**INPUT**:
:::
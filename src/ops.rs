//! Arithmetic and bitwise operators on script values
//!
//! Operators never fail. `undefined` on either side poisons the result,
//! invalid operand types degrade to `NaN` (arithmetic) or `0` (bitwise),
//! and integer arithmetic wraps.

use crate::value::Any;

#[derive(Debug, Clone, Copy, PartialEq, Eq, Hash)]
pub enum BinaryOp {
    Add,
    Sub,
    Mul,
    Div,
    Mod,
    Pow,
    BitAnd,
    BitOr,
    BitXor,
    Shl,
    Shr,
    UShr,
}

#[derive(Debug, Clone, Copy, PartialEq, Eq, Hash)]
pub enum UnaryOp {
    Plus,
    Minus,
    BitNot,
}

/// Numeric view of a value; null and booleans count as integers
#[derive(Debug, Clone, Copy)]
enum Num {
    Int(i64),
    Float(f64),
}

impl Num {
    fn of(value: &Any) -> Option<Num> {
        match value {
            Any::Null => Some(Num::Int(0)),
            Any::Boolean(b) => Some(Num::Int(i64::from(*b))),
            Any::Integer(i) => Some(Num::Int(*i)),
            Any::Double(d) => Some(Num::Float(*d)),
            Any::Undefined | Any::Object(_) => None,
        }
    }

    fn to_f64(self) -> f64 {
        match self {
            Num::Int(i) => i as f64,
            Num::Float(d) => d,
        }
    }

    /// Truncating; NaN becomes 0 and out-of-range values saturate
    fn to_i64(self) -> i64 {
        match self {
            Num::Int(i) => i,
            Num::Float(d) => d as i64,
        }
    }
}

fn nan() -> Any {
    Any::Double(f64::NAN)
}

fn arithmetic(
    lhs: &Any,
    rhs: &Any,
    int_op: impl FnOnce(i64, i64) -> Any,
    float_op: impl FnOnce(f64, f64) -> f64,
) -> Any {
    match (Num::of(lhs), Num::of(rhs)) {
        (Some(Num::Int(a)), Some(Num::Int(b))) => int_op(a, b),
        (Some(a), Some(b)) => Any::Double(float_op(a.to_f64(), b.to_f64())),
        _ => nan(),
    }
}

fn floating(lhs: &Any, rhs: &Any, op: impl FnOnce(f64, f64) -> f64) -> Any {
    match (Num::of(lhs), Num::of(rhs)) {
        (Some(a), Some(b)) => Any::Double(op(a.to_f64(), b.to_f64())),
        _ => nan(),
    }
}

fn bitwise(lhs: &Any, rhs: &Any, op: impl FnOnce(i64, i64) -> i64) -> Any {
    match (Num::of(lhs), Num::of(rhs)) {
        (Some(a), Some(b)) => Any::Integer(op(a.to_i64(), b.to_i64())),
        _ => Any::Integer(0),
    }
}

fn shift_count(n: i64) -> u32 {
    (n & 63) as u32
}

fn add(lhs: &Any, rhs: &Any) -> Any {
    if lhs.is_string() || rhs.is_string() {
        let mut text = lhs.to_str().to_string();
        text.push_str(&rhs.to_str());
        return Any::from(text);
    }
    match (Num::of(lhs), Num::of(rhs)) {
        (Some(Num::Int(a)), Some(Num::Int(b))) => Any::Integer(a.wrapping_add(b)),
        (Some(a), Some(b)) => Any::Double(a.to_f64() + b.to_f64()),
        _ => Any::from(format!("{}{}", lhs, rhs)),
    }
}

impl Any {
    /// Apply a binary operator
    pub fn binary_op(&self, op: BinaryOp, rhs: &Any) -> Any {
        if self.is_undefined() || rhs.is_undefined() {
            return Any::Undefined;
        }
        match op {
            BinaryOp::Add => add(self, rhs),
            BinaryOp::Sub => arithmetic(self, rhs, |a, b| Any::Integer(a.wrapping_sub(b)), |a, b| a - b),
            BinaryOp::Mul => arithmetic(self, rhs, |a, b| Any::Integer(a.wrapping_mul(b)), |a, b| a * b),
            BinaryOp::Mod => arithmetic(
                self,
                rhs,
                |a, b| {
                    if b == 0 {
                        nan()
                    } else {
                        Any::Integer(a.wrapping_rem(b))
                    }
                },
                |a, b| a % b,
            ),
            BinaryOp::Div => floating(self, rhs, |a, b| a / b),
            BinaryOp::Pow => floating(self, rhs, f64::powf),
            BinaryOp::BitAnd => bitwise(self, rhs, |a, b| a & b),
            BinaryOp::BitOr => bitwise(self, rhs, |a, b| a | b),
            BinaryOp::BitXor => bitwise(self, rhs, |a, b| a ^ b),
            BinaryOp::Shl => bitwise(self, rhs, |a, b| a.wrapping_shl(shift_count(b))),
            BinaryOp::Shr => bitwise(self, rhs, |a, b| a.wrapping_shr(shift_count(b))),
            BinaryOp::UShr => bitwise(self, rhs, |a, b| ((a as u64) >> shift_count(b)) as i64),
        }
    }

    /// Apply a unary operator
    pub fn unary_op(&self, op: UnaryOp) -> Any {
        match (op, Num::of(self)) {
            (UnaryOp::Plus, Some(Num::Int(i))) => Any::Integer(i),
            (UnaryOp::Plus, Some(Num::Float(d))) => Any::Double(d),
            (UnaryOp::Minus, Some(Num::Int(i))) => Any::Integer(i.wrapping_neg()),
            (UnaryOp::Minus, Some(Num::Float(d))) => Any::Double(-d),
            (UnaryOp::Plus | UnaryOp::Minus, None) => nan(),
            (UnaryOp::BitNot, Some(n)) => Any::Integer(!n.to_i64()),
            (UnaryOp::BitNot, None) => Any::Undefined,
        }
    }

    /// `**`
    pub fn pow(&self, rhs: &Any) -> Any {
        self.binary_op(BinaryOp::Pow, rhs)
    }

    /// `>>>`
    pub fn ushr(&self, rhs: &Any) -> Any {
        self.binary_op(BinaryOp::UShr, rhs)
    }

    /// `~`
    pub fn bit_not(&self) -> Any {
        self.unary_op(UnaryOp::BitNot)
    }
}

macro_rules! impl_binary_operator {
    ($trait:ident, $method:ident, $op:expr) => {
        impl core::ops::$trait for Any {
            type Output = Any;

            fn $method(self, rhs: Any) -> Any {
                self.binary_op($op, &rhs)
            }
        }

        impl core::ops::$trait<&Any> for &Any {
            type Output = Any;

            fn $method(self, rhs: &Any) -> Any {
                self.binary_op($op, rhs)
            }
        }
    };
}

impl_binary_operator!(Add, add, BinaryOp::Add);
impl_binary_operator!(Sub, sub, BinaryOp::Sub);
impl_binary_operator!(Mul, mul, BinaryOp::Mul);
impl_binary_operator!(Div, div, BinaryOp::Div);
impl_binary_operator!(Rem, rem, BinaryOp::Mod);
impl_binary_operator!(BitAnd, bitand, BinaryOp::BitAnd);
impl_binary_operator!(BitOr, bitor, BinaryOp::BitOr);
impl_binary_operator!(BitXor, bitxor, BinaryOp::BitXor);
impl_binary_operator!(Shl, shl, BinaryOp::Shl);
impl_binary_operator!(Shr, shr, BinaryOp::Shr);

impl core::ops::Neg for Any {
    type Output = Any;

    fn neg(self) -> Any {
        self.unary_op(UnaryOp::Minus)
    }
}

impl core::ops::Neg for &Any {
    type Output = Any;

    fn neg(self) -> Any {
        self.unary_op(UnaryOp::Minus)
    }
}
:::
**WORK TO BE COMPLETED**:
Repeat the entire listing exactly.

**TASK ANSWER**:
filename src/ops.rs
//! Arithmetic and bitwise operators on script values
//!
//! Operators never fail. `undefined` on either side poisons the result,
//! invalid operand types degrade to `NaN` (arithmetic) or `0` (bitwise),
//! and integer arithmetic wraps.

use crate::value::Any;

#[derive(Debug, Clone, Copy, PartialEq, Eq, Hash)]
pub enum BinaryOp {
    Add,
    Sub,
    Mul,
    Div,
    Mod,
    Pow,
    BitAnd,
    BitOr,
    BitXor,
    Shl,
    Shr,
    UShr,
}

#[derive(Debug, Clone, Copy, PartialEq, Eq, Hash)]
pub enum UnaryOp {
    Plus,
    Minus,
    BitNot,
}

/// Numeric view of a value; null and booleans count as integers
#[derive(Debug, Clone, Copy)]
enum Num {
    Int(i64),
    Float(f64),
}

impl Num {
    fn of(value: &Any) -> Option<Num> {
        match value {
            Any::Null => Some(Num::Int(0)),
            Any::Boolean(b) => Some(Num::Int(i64::from(*b))),
            Any::Integer(i) => Some(Num::Int(*i)),
            Any::Double(d) => Some(Num::Float(*d)),
            Any::Undefined | Any::Object(_) => None,
        }
    }

    fn to_f64(self) -> f64 {
        match self {
            Num::Int(i) => i as f64,
            Num::Float(d) => d,
        }
    }

    /// Truncating; NaN becomes 0 and out-of-range values saturate
    fn to_i64(self) -> i64 {
        match self {
            Num::Int(i) => i,
            Num::Float(d) => d as i64,
        }
    }
}

fn nan() -> Any {
    Any::Double(f64::NAN)
}

fn arithmetic(
    lhs: &Any,
    rhs: &Any,
    int_op: impl FnOnce(i64, i64) -> Any,
    float_op: impl FnOnce(f64, f64) -> f64,
) -> Any {
    match (Num::of(lhs), Num::of(rhs)) {
        (Some(Num::Int(a)), Some(Num::Int(b))) => int_op(a, b),
        (Some(a), Some(b)) => Any::Double(float_op(a.to_f64(), b.to_f64())),
        _ => nan(),
    }
}

fn floating(lhs: &Any, rhs: &Any, op: impl FnOnce(f64, f64) -> f64) -> Any {
    match (Num::of(lhs), Num::of(rhs)) {
        (Some(a), Some(b)) => Any::Double(op(a.to_f64(), b.to_f64())),
        _ => nan(),
    }
}

fn bitwise(lhs: &Any, rhs: &Any, op: impl FnOnce(i64, i64) -> i64) -> Any {
    match (Num::of(lhs), Num::of(rhs)) {
        (Some(a), Some(b)) => Any::Integer(op(a.to_i64(), b.to_i64())),
        _ => Any::Integer(0),
    }
}

fn shift_count(n: i64) -> u32 {
    (n & 63) as u32
}

fn add(lhs: &Any, rhs: &Any) -> Any {
    if lhs.is_string() || rhs.is_string() {
        let mut text = lhs.to_str().to_string();
        text.push_str(&rhs.to_str());
        return Any::from(text);
    }
    match (Num::of(lhs), Num::of(rhs)) {
        (Some(Num::Int(a)), Some(Num::Int(b))) => Any::Integer(a.wrapping_add(b)),
        (Some(a), Some(b)) => Any::Double(a.to_f64() + b.to_f64()),
        _ => Any::from(format!("{}{}", lhs, rhs)),
    }
}

impl Any {
    /// Apply a binary operator
    pub fn binary_op(&self, op: BinaryOp, rhs: &Any) -> Any {
        if self.is_undefined() || rhs.is_undefined() {
            return Any::Undefined;
        }
        match op {
            BinaryOp::Add => add(self, rhs),
            BinaryOp::Sub => arithmetic(self, rhs, |a, b| Any::Integer(a.wrapping_sub(b)), |a, b| a - b),
            BinaryOp::Mul => arithmetic(self, rhs, |a, b| Any::Integer(a.wrapping_mul(b)), |a, b| a * b),
            BinaryOp::Mod => arithmetic(
                self,
                rhs,
                |a, b| {
                    if b == 0 {
                        nan()
                    } else {
                        Any::Integer(a.wrapping_rem(b))
                    }
                },
                |a, b| a % b,
            ),
            BinaryOp::Div => floating(self, rhs, |a, b| a / b),
            BinaryOp::Pow => floating(self, rhs, f64::powf),
            BinaryOp::BitAnd => bitwise(self, rhs, |a, b| a & b),
            BinaryOp::BitOr => bitwise(self, rhs, |a, b| a | b),
            BinaryOp::BitXor => bitwise(self, rhs, |a, b| a ^ b),
            BinaryOp::Shl => bitwise(self, rhs, |a, b| a.wrapping_shl(shift_count(b))),
            BinaryOp::Shr => bitwise(self, rhs, |a, b| a.wrapping_shr(shift_count(b))),
            BinaryOp::UShr => bitwise(self, rhs, |a, b| ((a as u64) >> shift_count(b)) as i64),
        }
    }

    /// Apply a unary operator
    pub fn unary_op(&self, op: UnaryOp) -> Any {
        match (op, Num::of(self)) {
            (UnaryOp::Plus, Some(Num::Int(i))) => Any::Integer(i),
            (UnaryOp::Plus, Some(Num::Float(d))) => Any::Double(d),
            (UnaryOp::Minus, Some(Num::Int(i))) => Any::Integer(i.wrapping_neg()),
            (UnaryOp::Minus, Some(Num::Float(d))) => Any::Double(-d),
            (UnaryOp::Plus | UnaryOp::Minus, None) => nan(),
            (UnaryOp::BitNot, Some(n)) => Any::Integer(!n.to_i64()),
            (UnaryOp::BitNot, None) => Any::Undefined,
        }
    }

    /// `**`
    pub fn pow(&self, rhs: &Any) -> Any {
        self.binary_op(BinaryOp::Pow, rhs)
    }

    /// `>>>`
    pub fn ushr(&self, rhs: &Any) -> Any {
        self.binary_op(BinaryOp::UShr, rhs)
    }

    /// `~`
    pub fn bit_not(&self) -> Any {
        self.unary_op(UnaryOp::BitNot)
    }
}

macro_rules! impl_binary_operator {
    ($trait:ident, $method:ident, $op:expr) => {
        impl core::ops::$trait for Any {
            type Output = Any;

            fn $method(self, rhs: Any) -> Any {
                self.binary_op($op, &rhs)
            }
        }

        impl core::ops::$trait<&Any> for &Any {
            type Output = Any;

            fn $method(self, rhs: &Any) -> Any {
                self.binary_op($op, rhs)
            }
        }
    };
}

impl_binary_operator!(Add, add, BinaryOp::Add);
impl_binary_operator!(Sub, sub, BinaryOp::Sub);
impl_binary_operator!(Mul, mul, BinaryOp::Mul);
impl_binary_operator!(Div, div, BinaryOp::Div);
impl_binary_operator!(Rem, rem, BinaryOp::Mod);
impl_binary_operator!(BitAnd, bitand, BinaryOp::BitAnd);
impl_binary_operator!(BitOr, bitor, BinaryOp::BitOr);
impl_binary_operator!(BitXor, bitxor, BinaryOp::BitXor);
impl_binary_operator!(Shl, shl, BinaryOp::Shl);
impl_binary_operator!(Shr, shr, BinaryOp::Shr);

impl core::ops::Neg for Any {
    type Output = Any;

    fn neg(self) -> Any {
        self.unary_op(UnaryOp::Minus)
    }
}

impl core::ops::Neg for &Any {
    type Output = Any;

    fn neg(self) -> Any {
        self.unary_op(UnaryOp::Minus)
    }
}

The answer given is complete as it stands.